(EXERCISE DIRECTIONS) Select and copy out every line in the records containing "DateTime".
━━━━━━━━━━━━━━━━
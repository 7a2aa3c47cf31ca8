use crate::domain::models::{Entry, Tag};
use crate::domain::todo::{classify, first_match, TodoState};
use crate::domain::window::TimeWindow;
use crate::infrastructure::calendar_gateway::CalendarGateway;
use crate::infrastructure::error::InfraError;
use chrono::{DateTime, NaiveDate, Utc};
use chrono_tz::Tz;
use log::info;
use std::fmt;
use std::sync::Arc;

/// Blocking yes/no question asked before a destructive change.
pub trait Prompter {
    /// Returns true only for an explicit affirmative answer.
    fn confirm(&mut self, prompt: &str) -> Result<bool, InfraError>;
}

#[derive(Debug, Clone, PartialEq, Eq)]
pub enum Outcome {
    Marked(String),
    Reopened(String),
    Removed(String),
    Kept(String),
    Created { name: String, day: NaiveDate },
    Normalized(String),
    NoMatch,
}

impl fmt::Display for Outcome {
    fn fmt(&self, f: &mut fmt::Formatter<'_>) -> fmt::Result {
        match self {
            Self::Marked(name) => write!(f, "done: {name}"),
            Self::Reopened(name) => write!(f, "reopened: {name}"),
            Self::Removed(name) => write!(f, "removed: {name}"),
            Self::Kept(name) => write!(f, "kept: {name}"),
            Self::Created { name, day } => write!(f, "added: {name} ({day})"),
            Self::Normalized(name) => write!(f, "all-day: {name}"),
            Self::NoMatch => write!(f, "no matching event"),
        }
    }
}

type NowProvider = Arc<dyn Fn() -> DateTime<Utc> + Send + Sync>;

/// Todo operations for the day `offset` days away from today. Every call
/// fetches a fresh snapshot; nothing is cached between calls.
pub struct TodoService<G>
where
    G: CalendarGateway,
{
    gateway: G,
    zone: Tz,
    now_provider: NowProvider,
}

impl<G> TodoService<G>
where
    G: CalendarGateway,
{
    pub fn new(gateway: G, zone: Tz) -> Self {
        Self {
            gateway,
            zone,
            now_provider: Arc::new(Utc::now),
        }
    }

    pub fn with_now_provider(mut self, now_provider: NowProvider) -> Self {
        self.now_provider = now_provider;
        self
    }

    pub fn gateway(&self) -> &G {
        &self.gateway
    }

    pub fn window(&self, offset: i64) -> TimeWindow {
        TimeWindow::for_offset(offset, (self.now_provider)(), self.zone)
    }

    pub async fn snapshot(&self, offset: i64) -> Result<TodoState, InfraError> {
        let window = self.window(offset);
        let entries = self.gateway.list(&window).await?;
        let state = classify(entries);
        info!(
            "event=list status=ok day={} done={} pending={}",
            window.day(),
            state.done.len(),
            state.pending.len()
        );
        Ok(state)
    }

    pub async fn mark(&self, offset: i64, needle: &str) -> Result<Outcome, InfraError> {
        let state = self.snapshot(offset).await?;
        let Some(entry) = state.find_pending(needle) else {
            return Ok(Outcome::NoMatch);
        };
        let mut entry = entry.clone();
        entry.tag = Tag::Done;
        self.gateway.update(&entry).await?;
        info!("event=mark status=ok id={}", entry.id);
        Ok(Outcome::Marked(entry.name().to_string()))
    }

    pub async fn unmark(&self, offset: i64, needle: &str) -> Result<Outcome, InfraError> {
        let state = self.snapshot(offset).await?;
        let Some(entry) = state.find_done(needle) else {
            return Ok(Outcome::NoMatch);
        };
        let mut entry = entry.clone();
        entry.tag = Tag::Absent;
        self.gateway.update(&entry).await?;
        info!("event=unmark status=ok id={}", entry.id);
        Ok(Outcome::Reopened(entry.name().to_string()))
    }

    pub async fn remove<P>(&self, offset: i64, needle: &str, prompter: &mut P) -> Result<Outcome, InfraError>
    where
        P: Prompter + ?Sized,
    {
        let state = self.snapshot(offset).await?;
        let Some(entry) = state.find_any(needle) else {
            return Ok(Outcome::NoMatch);
        };
        let name = entry.name().to_string();
        if !prompter.confirm(&format!("Delete {name}? (y/any) "))? {
            info!("event=remove status=declined id={}", entry.id);
            return Ok(Outcome::Kept(name));
        }
        self.gateway.delete(entry).await?;
        info!("event=remove status=ok id={}", entry.id);
        Ok(Outcome::Removed(name))
    }

    pub async fn make(&self, offset: i64, name: &str) -> Result<Outcome, InfraError> {
        let day = self.window(offset).day();
        let entry = self.gateway.insert(name, day).await?;
        info!("event=make status=ok id={} day={day}", entry.id);
        Ok(Outcome::Created {
            name: entry.name().to_string(),
            day,
        })
    }

    /// Turns the first timed entry of the day whose name matches into a
    /// whole-day entry so it shows up in the todo lists.
    pub async fn normalize_all_day(&self, offset: i64, needle: &str) -> Result<Outcome, InfraError> {
        let window = self.window(offset);
        let timed = self
            .gateway
            .list(&window)
            .await?
            .into_iter()
            .filter(|entry| !entry.is_all_day())
            .collect::<Vec<Entry>>();
        let Some(entry) = first_match(&timed, needle) else {
            return Ok(Outcome::NoMatch);
        };
        let entry = entry.clone().into_all_day();
        self.gateway.update(&entry).await?;
        info!("event=to_all_day status=ok id={}", entry.id);
        Ok(Outcome::Normalized(entry.name().to_string()))
    }
}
━━━━━━━━━━━━━━━━
(ANSWER SECTION)
use chrono::{DateTime, NaiveDate, Utc};
type NowProvider = Arc<dyn Fn() -> DateTime<Utc> + Send + Sync>;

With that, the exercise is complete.